I'll have pics tomorrow of a mostly finished sock, but here are some notes on the Embossed Leaves sock (IK, Winter 2005) thus far. The StR yarn has no halo, nice crisp stitch definition and it is just a joy to knit with. Could it be my new favorite sock yarn? Quite possibly a tie. The charted pattern is easy to remember and very simple after you get the hang of it. Because it's knit in the round, you don't read the even rows L -> R, you read each row R -> L. I know this may sound stupid but after knitting a bunch of lace from charts that was done flat this past summer, I had to sit and think about that one for a minute.
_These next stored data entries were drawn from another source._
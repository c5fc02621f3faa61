use std::sync::Arc;

use async_trait::async_trait;

use crate::dynamo::region::Region;
use crate::dynamo::table::Table;
use crate::dynamo::transport::Transport;
use crate::error::Result;
use crate::retry::{ReTable, RetryPolicy, retry};

/// Region whose tables retry.
#[derive(Debug, Clone)]
pub struct ReRegion {
    origin: Arc<dyn Region>,
    policy: RetryPolicy,
}

impl ReRegion {
    /// Wrap `origin` with the default [`RetryPolicy`].
    pub fn new(origin: Arc<dyn Region>) -> Self {
        Self::with_policy(origin, RetryPolicy::default())
    }

    /// Wrap `origin`, retrying as `policy` says.
    pub fn with_policy(origin: Arc<dyn Region>, policy: RetryPolicy) -> Self {
        Self { origin, policy }
    }
}

#[async_trait]
impl Region for ReRegion {
    async fn aws(&self) -> Result<Box<dyn Transport>> {
        retry(&self.policy, "Region#aws", || self.origin.aws()).await
    }

    fn table(&self, name: &str) -> Arc<dyn Table> {
        Arc::new(ReTable::with_policy(self.origin.table(name), self.policy))
    }
}

#[cfg(test)]
mod tests {
    use super::*;
    use crate::dynamo::attributes::Attributes;
    use crate::mock::MkData;

    #[tokio::test]
    async fn whole_chain_is_wrapped() {
        let data = MkData::new().with_table("users", &["id"]).unwrap();
        let region = ReRegion::new(data.region());
        let table = region.table("users");
        table.put(&Attributes::new().with("id", "a")).await.unwrap();

        assert!(format!("{:?}", table).starts_with("ReTable"));
        assert!(format!("{:?}", table.frame()).starts_with("ReFrame"));
        assert!(format!("{:?}", table.region()).starts_with("ReRegion"));
        assert!(format!("{:?}", table.frame().table()).starts_with("ReTable"));
        assert_eq!(table.frame().size().await.unwrap(), 1);
    }
}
As written in the pattern, the heel is constructed with a flap, a 3 stitch selvedge on each side, short rows and picked up stitches along the selvedge. I tried this, disliked the shape entirely and so frogged it and am doing the wrapped style heel that I normally do with my toe up sock construction. It's a great technique and works fine either direction - I like it because it's a little neater and I do like the diagonal seam which is reminiscent of store bought socks. This is a VERY fast knit, for me at least.
So that's where I'm leaving off tonight, with a turned heel and another 3.5 repeats of the pattern to go. The pair'll be done by the end of the week. I *love* this yarn and I love this pattern in this yarn and I'd planned to give them to my mom when she comes down at the end of the month but I really am leaning towards keeping them for myself and knitting another pair for her in the skein of Cherry Tree Hill "Martha's Vineyard" that I've got kicking around in stash. Once I've done Cam's in the Bearfoot of course.
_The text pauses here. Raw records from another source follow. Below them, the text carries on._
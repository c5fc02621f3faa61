use std::fmt;

use serde::Serialize;

use crate::dynamo::attributes::Attributes;
use crate::dynamo::conditions::Conditions;

/// Which read operation a page request issues.
#[derive(Debug, Clone, Copy, PartialEq, Eq)]
pub enum Operation {
    Query,
    Scan,
}

impl Operation {
    /// Operation name used in the `X-Amz-Target` header.
    pub fn target(&self) -> &'static str {
        match self {
            Operation::Query => "Query",
            Operation::Scan => "Scan",
        }
    }
}

/// Which attributes a read returns.
#[derive(Debug, Clone, Copy, PartialEq, Eq, Serialize)]
#[serde(rename_all = "SCREAMING_SNAKE_CASE")]
pub enum Select {
    AllAttributes,
    AllProjectedAttributes,
    SpecificAttributes,
    Count,
}

/// Immutable template of a query or scan, plus the continuation key.
///
/// The next page of a result is requested by the same template with
/// [`PageRequest::with_exclusive_start_key`] set to the previous page's
/// last evaluated key.
#[derive(Debug, Clone, PartialEq, Eq)]
pub struct PageRequest {
    pub operation: Operation,
    pub table: String,
    pub conditions: Conditions,
    pub limit: Option<usize>,
    pub forward: bool,
    pub attributes_to_get: Vec<String>,
    pub index: Option<String>,
    pub select: Option<Select>,
    pub consistent: bool,
    pub exclusive_start_key: Option<Attributes>,
}

impl PageRequest {
    /// Key-condition query of `table`.
    pub fn query(table: &str) -> Self {
        Self::new(Operation::Query, table)
    }

    /// Filtered scan of `table`.
    pub fn scan(table: &str) -> Self {
        Self::new(Operation::Scan, table)
    }

    fn new(operation: Operation, table: &str) -> Self {
        Self {
            operation,
            table: table.to_string(),
            conditions: Conditions::new(),
            limit: None,
            forward: true,
            attributes_to_get: Vec::new(),
            index: None,
            select: None,
            consistent: false,
            exclusive_start_key: None,
        }
    }

    /// Key conditions of a query, or the filter of a scan.
    pub fn with_conditions(mut self, conditions: Conditions) -> Self {
        self.conditions = conditions;
        self
    }

    /// Records evaluated per page.
    pub fn with_limit(mut self, limit: usize) -> Self {
        self.limit = Some(limit);
        self
    }

    /// Range key order of a query.
    pub fn with_forward(mut self, forward: bool) -> Self {
        self.forward = forward;
        self
    }

    /// Projection; empty means every attribute.
    pub fn with_attributes_to_get<I, S>(mut self, names: I) -> Self
    where
        I: IntoIterator<Item = S>,
        S: Into<String>,
    {
        self.attributes_to_get = names.into_iter().map(Into::into).collect();
        self
    }

    /// Secondary index to read, if any.
    pub fn with_index(mut self, index: Option<String>) -> Self {
        self.index = index;
        self
    }

    /// What each record carries, or only the count.
    pub fn with_select(mut self, select: Select) -> Self {
        self.select = Some(select);
        self
    }

    /// Strongly consistent (`true`) or eventually consistent reads.
    pub fn with_consistent_read(mut self, consistent: bool) -> Self {
        self.consistent = consistent;
        self
    }

    /// Same request, resuming after `key`.
    pub fn with_exclusive_start_key(mut self, key: Attributes) -> Self {
        self.exclusive_start_key = Some(key);
        self
    }
}

impl fmt::Display for PageRequest {
    fn fmt(&self, f: &mut fmt::Formatter<'_>) -> fmt::Result {
        write!(
            f,
            "{} of \"{}\" by {}",
            self.operation.target(),
            self.table,
            self.conditions
        )?;
        if let Some(limit) = self.limit {
            write!(f, ", limit {limit}")?;
        }
        if let Some(index) = &self.index {
            write!(f, ", index \"{index}\"")?;
        }
        if let Some(key) = &self.exclusive_start_key {
            write!(f, ", after {key}")?;
        }
        Ok(())
    }
}

#[cfg(test)]
mod tests {
    use super::*;

    #[test]
    fn continuation_keeps_the_template() {
        let request = PageRequest::query("users")
            .with_conditions(Conditions::new().with_eq("id", "a"))
            .with_limit(2);
        let next = request
            .clone()
            .with_exclusive_start_key(Attributes::new().with("id", "a"));
        assert_eq!(next.limit, Some(2));
        assert_eq!(next.conditions, request.conditions);
        assert!(request.exclusive_start_key.is_none());
        assert!(next.exclusive_start_key.is_some());
    }

    #[test]
    fn describes_itself_for_logs() {
        let request = PageRequest::scan("users").with_limit(10);
        assert_eq!(
            request.to_string(),
            "Scan of \"users\" by no conditions, limit 10"
        );
    }
}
This afternoon I caught the matinee of Nochnoi Dozor otherwise known as Night Watch. In Russian, with English subtitles. This is being billed as an utterly edge of your seat, supernatural, vampire, gorefest epic thrilling horror movie. I was very ambivalent about seeing it as I am ordinarily not a huge horror fan and have a low threshold for violence/gore/fear in films. Apart from two scenes near the beginning (one which pinged my spider phobia and another which was just nauseating) there was nothing uncomfortably scary and nothing gorier than what one might see on CSI. I enjoyed the premise of the film, I like the story - epic struggle between good and evil, after a long truce the balance is tipped and the Final Battle looms with each side doing their best to tip the scales. Truly archetypal stuff going on both with the theme of the story and with the characterizations on each side. The execution of the story was disappointing, I didn't much care for how the movie resolved the major conflicts, nothing was fleshed out, the characters didn't really seem to struggle, very trite or convenient solutions, some deus ex machina going on - which I'm sorry, but filmmakers? You just cannot throw in a deus ex machina as a "get out of thinking this through free card". I felt it was way too easy in the end. I know it's part of a trilogy, but it didn't stand alone too well and I do think that if you're going to film (or write) serial installments, it's just good storytelling to have each installment stand alone. I'm invested enough in the story to want to see the other two installments, but I'll wait to catch 'em on Netflix.
What did not suck was that we saw it at the Vista in Los Feliz which is one of the oldest filmhouses in Los Angeles. The Vista is this gorgeous Art Deco styled Egyptian themed theatre with LEGROOM and it only costs $5 to see a matinee. They've put in modern seating but in old fashioned proportions, which means you're not crammed in like sardines and I do like that. Plus, did I mention $5. The Arclight may have a bar, coffeebar, gift shop and restaurant and three snackbars but it costs upwards of $14 a ticket and they don't have gilded pharaoh heads, deco lilies, red velvet curtains and plush scarlet carpets. And I ask you, the age old question... who needs a latte at the movies when you've got stylized gilded cobras painted in the loo?